* [PROBLEM REQUIREMENTS]
Your job is to return every line of the listing holding the string "rate".

[Start of Attachment]

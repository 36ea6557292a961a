#[derive(thiserror::Error, Debug, Clone, Copy, PartialEq)]
pub enum Error {
    #[error("Poisson rate must be finite and positive, got {0}")]
    InvalidParameter(f64),

    #[error("Poisson rate {0} is too large, exp(-lambda) is not a normal float")]
    Unsupported(f64),

    #[error("Uniform value {0} is outside [0, 1)")]
    InvalidUniform(f64),

    #[error("Uniform sequence is empty")]
    EmptySequence,
}

pub type Result<T> = std::result::Result<T, Error>;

[End of Attachment]

* [RESPONSE]
    #[error("Poisson rate must be finite and positive, got {0}")]
    #[error("Poisson rate {0} is too large, exp(-lambda) is not a normal float")]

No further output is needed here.